Psychoanalysis
Alfred Slote And The Unconscious
I recently watched a moving ESPN 30 for 30 short documentary on an author in the twilight of his life reflecting on the now out of print children’s novel ‘Jake’ that he considers to be his masterpiece. It is rich subject matter for a psychological discussion. We have a man, Alfred Slote, struggling to make sense of the powerful unconscious forces and creative activity that brought his book into existence. The documentary gives him a chance to put his life and work in perspective. The opportunity to see a person struggling to make meaning out of a life where his greatest creative act has been out of print since 1981 and is largely unknown to the world is inspiring and tragic.
In this article we will discuss Slote’s process of writing ‘Jake’ and how it fits the psychological aspects of artistic creation said to be inspired by the collective unconscious and by unconscious factors in one’s own life and personality. Even though Slote was not trained as a psychologist, he was able to access his unconscious knowledge to paint an accurate psychological picture of a child who feels helpless in a hostile world due to uncertainty about his status with caregivers. You can watch the documentary and read the first two chapters of ‘Jake’ here.
Psychologists have proposed various definitions of the unconscious. Some, most notably Carl Jung, are concerned with universal symbols and the common undercurrent that runs through humanity. They bubble up into our conscious thought from time to time and appear to us in our dreams. Think of some archetypal symbols like a knight, a maiden, a flower, or flowing water. These symbols can evoke powerful emotions that are not really dependent on conscious thought or rational definitions. These symbols are preconscious and have meaning to us because they tap into our fundamental existential situation. In this sense the unconscious is thought to be shared by all of us and is part of being human.
Other psychologists, like Rollo May and Erich Fromm, don’t look at the unconscious as something that is physically real. They believe there is no such thing as ‘the unconscious’, and instead are concerned with dimensions of an individual’s personality and situation that are not yet in his or her conscious awareness. These unconscious factors will be different for every person and depend upon constitution, upbringing, culture, neuroses, and a whole host of other factors.
Whether you believe the unconscious is a shared or an individual phenomenon, you have surely had a thought that came to you out of the blue, or gained an insight in your life where all of a sudden you saw things differently. This is what we are talking about when we refer to the unconscious. These experiences lead us to the eerie realization that our conscious viewpoint of the world is often made up of fictions, half truths, and rationalizations. We have been socialized, acculturated, indoctrinated by dogmas and social mandates, and in the process have come to believe that our narrow viewpoint of reality is reality. Then the unconscious bubbles up and smashes apart these preconceptions, showing us a more pure and truthful version of our human situation.
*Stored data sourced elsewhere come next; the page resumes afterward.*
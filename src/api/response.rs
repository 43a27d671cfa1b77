//! Response types for the payroll engine API.
//!
//! This module defines the error response structures and the status-code
//! mapping for engine errors, plus the punch confirmation bodies.

use axum::{
    http::StatusCode,
    response::{IntoResponse, Response},
    Json,
};
use chrono::NaiveTime;
use rust_decimal::Decimal;
use serde::{Deserialize, Serialize};

use crate::error::PayrollError;

/// API error response structure.
#[derive(Debug, Clone, Serialize, Deserialize)]
pub struct ApiError {
    /// Error code for programmatic handling.
    pub code: String,
    /// Human-readable error message.
    pub message: String,
    /// Optional details about the error.
    #[serde(skip_serializing_if = "Option::is_none")]
    pub details: Option<String>,
}

impl ApiError {
    /// Creates a new API error.
    pub fn new(code: impl Into<String>, message: impl Into<String>) -> Self {
        Self {
            code: code.into(),
            message: message.into(),
            details: None,
        }
    }

    /// Creates a new API error with details.
    pub fn with_details(
        code: impl Into<String>,
        message: impl Into<String>,
        details: impl Into<String>,
    ) -> Self {
        Self {
            code: code.into(),
            message: message.into(),
            details: Some(details.into()),
        }
    }

    /// Creates a validation error response.
    pub fn validation_error(message: impl Into<String>) -> Self {
        Self::new("VALIDATION_ERROR", message)
    }

    /// Creates a malformed JSON error response.
    pub fn malformed_json(message: impl Into<String>) -> Self {
        Self::new("MALFORMED_JSON", message)
    }
}

/// Confirmation body for `POST /punch/in`.
#[derive(Debug, Clone, Serialize, Deserialize)]
pub struct PunchInResponse {
    /// Human-readable confirmation.
    pub message: String,
    /// The recorded punch-in time.
    pub punch_in_time: NaiveTime,
}

/// Confirmation body for `POST /punch/out`.
#[derive(Debug, Clone, Serialize, Deserialize)]
pub struct PunchOutResponse {
    /// Human-readable confirmation.
    pub message: String,
    /// The recorded punch-out time.
    pub punch_out_time: NaiveTime,
    /// Length of the closed session in hours.
    pub total_worked_hours: Decimal,
    /// Hours beyond the daily overtime threshold.
    pub overtime_hours: Decimal,
}

/// API error with HTTP status code.
pub struct ApiErrorResponse {
    /// The HTTP status code.
    pub status: StatusCode,
    /// The error body.
    pub error: ApiError,
}

impl IntoResponse for ApiErrorResponse {
    fn into_response(self) -> Response {
        (self.status, Json(self.error)).into_response()
    }
}

impl From<PayrollError> for ApiErrorResponse {
    fn from(error: PayrollError) -> Self {
        match error {
            PayrollError::MalformedTime { value } => ApiErrorResponse {
                status: StatusCode::BAD_REQUEST,
                error: ApiError::with_details(
                    "MALFORMED_TIME",
                    format!("Malformed time value '{}'", value),
                    "Times must use the 24-hour HH:MM format",
                ),
            },
            PayrollError::AlreadyPunchedIn { employee_id, date } => ApiErrorResponse {
                status: StatusCode::BAD_REQUEST,
                error: ApiError::new(
                    "ALREADY_PUNCHED_IN",
                    format!("Employee {} is already punched in on {}", employee_id, date),
                ),
            },
            PayrollError::NotPunchedIn { employee_id, date } => ApiErrorResponse {
                status: StatusCode::BAD_REQUEST,
                error: ApiError::new(
                    "NOT_PUNCHED_IN",
                    format!("Employee {} has no open punch on {}", employee_id, date),
                ),
            },
            PayrollError::UnknownProvince { province } => ApiErrorResponse {
                status: StatusCode::BAD_REQUEST,
                error: ApiError::with_details(
                    "UNKNOWN_PROVINCE",
                    format!("No tax brackets registered for province '{}'", province),
                    "Provinces are configured in the tax year YAML files",
                ),
            },
            PayrollError::InvalidPeriod { message } => ApiErrorResponse {
                status: StatusCode::BAD_REQUEST,
                error: ApiError::new("INVALID_PERIOD", message),
            },
            PayrollError::EmployeeNotFound { employee_id } => ApiErrorResponse {
                status: StatusCode::NOT_FOUND,
                error: ApiError::new(
                    "EMPLOYEE_NOT_FOUND",
                    format!("Employee {} has no pay profile", employee_id),
                ),
            },
            PayrollError::ConfigNotFound { path } => ApiErrorResponse {
                status: StatusCode::INTERNAL_SERVER_ERROR,
                error: ApiError::with_details(
                    "CONFIG_ERROR",
                    "Configuration error",
                    format!("Configuration file not found: {}", path),
                ),
            },
            PayrollError::ConfigParseError { path, message } => ApiErrorResponse {
                status: StatusCode::INTERNAL_SERVER_ERROR,
                error: ApiError::with_details(
                    "CONFIG_ERROR",
                    "Configuration parse error",
                    format!("Failed to parse {}: {}", path, message),
                ),
            },
        }
    }
}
Slote, like all great artists, relied on his unconscious to drive his creativity and write his books. He seems to have had a particularly poignant, religious experience in the process of writing ‘Jake’ that still affects him today. Let’s look at some of Slote’s comments to see how they fit with our discussion of the unconscious.
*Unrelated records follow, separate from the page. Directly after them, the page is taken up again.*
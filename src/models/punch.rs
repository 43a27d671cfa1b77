//! Employee punch model.
//!
//! One clock-in/out record per employee per calendar date. A punch with no
//! punch-out time is "open": the employee is still clocked in. Absence of a
//! punch-out is an explicit `None`, never a sentinel time-of-day.

use chrono::{NaiveDate, NaiveTime};
use rust_decimal::Decimal;
use serde::{Deserialize, Serialize};

use crate::calculation::duration_between;

/// One clock-in/out session for an employee on a calendar date.
///
/// Created on punch-in with `punch_out` set to `None`; mutated in place on
/// punch-out when the punch-out time and the day's overtime are recorded.
/// At most one open punch may exist per (employee, date); the punch store
/// enforces that invariant atomically.
#[derive(Debug, Clone, PartialEq, Serialize, Deserialize)]
pub struct EmployeePunch {
    /// The employee who punched.
    pub employee_id: i64,
    /// The organization the employee punched in for.
    pub organization_id: i64,
    /// The calendar date of the session.
    pub date: NaiveDate,
    /// The time the employee clocked in.
    pub punch_in: NaiveTime,
    /// The time the employee clocked out, or `None` while still clocked in.
    pub punch_out: Option<NaiveTime>,
    /// Overtime hours for this single day, set on punch-out.
    pub overtime_hours: Decimal,
    /// The shift this punch fulfils, if linked by the scheduler.
    #[serde(default)]
    pub shift_id: Option<i64>,
}

impl EmployeePunch {
    /// Returns true while the session has no punch-out yet.
    pub fn is_open(&self) -> bool {
        self.punch_out.is_none()
    }

    /// Hours worked in this session, or `None` while the session is open.
    ///
    /// A punch-out at or before the punch-in time is treated as crossing
    /// midnight, matching the shift duration policy.
    ///
    /// # Example
    ///
    /// ```
    /// use payroll_engine::models::EmployeePunch;
    /// use chrono::{NaiveDate, NaiveTime};
    /// use rust_decimal::Decimal;
    ///
    /// let punch = EmployeePunch {
    ///     employee_id: 7,
    ///     organization_id: 1,
    ///     date: NaiveDate::from_ymd_opt(2024, 1, 2).unwrap(),
    ///     punch_in: NaiveTime::from_hms_opt(9, 0, 0).unwrap(),
    ///     punch_out: Some(NaiveTime::from_hms_opt(17, 30, 0).unwrap()),
    ///     overtime_hours: Decimal::ZERO,
    ///     shift_id: None,
    /// };
    /// assert_eq!(punch.worked_hours(), Some(Decimal::new(85, 1))); // 8.5
    /// ```
    pub fn worked_hours(&self) -> Option<Decimal> {
        self.punch_out.map(|out| duration_between(self.punch_in, out))
    }
}

#[cfg(test)]
mod tests {
    use super::*;

    fn time(h: u32, m: u32) -> NaiveTime {
        NaiveTime::from_hms_opt(h, m, 0).unwrap()
    }

    fn make_punch(punch_in: NaiveTime, punch_out: Option<NaiveTime>) -> EmployeePunch {
        EmployeePunch {
            employee_id: 7,
            organization_id: 1,
            date: NaiveDate::from_ymd_opt(2024, 1, 2).unwrap(),
            punch_in,
            punch_out,
            overtime_hours: Decimal::ZERO,
            shift_id: None,
        }
    }

    #[test]
    fn test_open_punch_has_no_worked_hours() {
        let punch = make_punch(time(9, 0), None);
        assert!(punch.is_open());
        assert_eq!(punch.worked_hours(), None);
    }

    #[test]
    fn test_closed_punch_worked_hours() {
        let punch = make_punch(time(9, 0), Some(time(17, 0)));
        assert!(!punch.is_open());
        assert_eq!(punch.worked_hours(), Some(Decimal::new(8, 0)));
    }

    #[test]
    fn test_overnight_punch_worked_hours() {
        let punch = make_punch(time(23, 0), Some(time(7, 0)));
        assert_eq!(punch.worked_hours(), Some(Decimal::new(8, 0)));
    }

    #[test]
    fn test_punch_serialization_round_trip() {
        let punch = make_punch(time(9, 0), Some(time(17, 30)));
        let json = serde_json::to_string(&punch).unwrap();
        let deserialized: EmployeePunch = serde_json::from_str(&json).unwrap();
        assert_eq!(punch, deserialized);
    }

    #[test]
    fn test_open_punch_serializes_null_punch_out() {
        let punch = make_punch(time(9, 0), None);
        let json = serde_json::to_string(&punch).unwrap();
        assert!(json.contains("\"punch_out\":null"));
    }
}
//! HTTP API module for the payroll engine.
//!
//! This module provides the REST endpoints for weekly hours aggregation,
//! biweekly payslip calculation, punch session tracking, and the dashboard
//! summaries.

mod handlers;
mod request;
mod response;
mod state;

pub use handlers::create_router;
pub use request::{
    HourListQuery, MonthlySummaryQuery, PayslipsRequest, PunchInRequest, PunchOutRequest,
    WeeklyHoursRequest,
};
pub use response::{ApiError, PunchInResponse, PunchOutResponse};
pub use state::AppState;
While talking about writing his masterpiece he says “It wrote itself from page one because the kid was real. ‘My name is Jake Rather. It probably doesn’t mean that much to you and it doesn’t mean that much to me.’ When I wrote that line the kid took over the book.” He goes on to say a little later in the interview “When I start my books I don’t know where I’m going. I didn’t know where that book was going. I don’t even know why I wrote the book.”
All of this speaks to an unconscious process where he let his conscious, rational thoughts take a back seat to powerful forces operating within him that needed to be expressed. He gave himself over to the encounter instead of trying to manage the direction of the story. We see a person who, after a lifetime of reflection, still cannot explain what motivated him to write it or explain where it came from. The beauty is that he does not have to and in fact will never be able to. It came from a place that defies logic or explanations.
Here’s Slote with some brilliant commentary about how modern technology has impeded artistic creation: “There’s a very major difference between a typewriter and a computer. A typewriter is a writing machine and a computer is an editing machine, and the books that come out of a typewriter are very different than the books that come out of a computer. The process changes the product, because you have the chance to make things perfect as you go along with the computer, and there’s a real loss of innocence I think. ‘Jake’ wrote itself in six months. With a computer I would have taken two years to write ‘Jake’, because I would have been making it right as I went along and sucking the life out of it too.”
He refers several times to how the book wrote itself. This is a key realization for all artists who use their unconscious to create. There is usually a sense of humbleness, a feeling of being a medium rather than the prime creator, a passenger rather than the conductor. People talk about being in touch with something bigger, unknown, and mystical during these moments of pure unconscious creation. What we are talking about of course is the religious experience. We can see that he had one and still feels reverence for it and for the book that was its physical manifestation.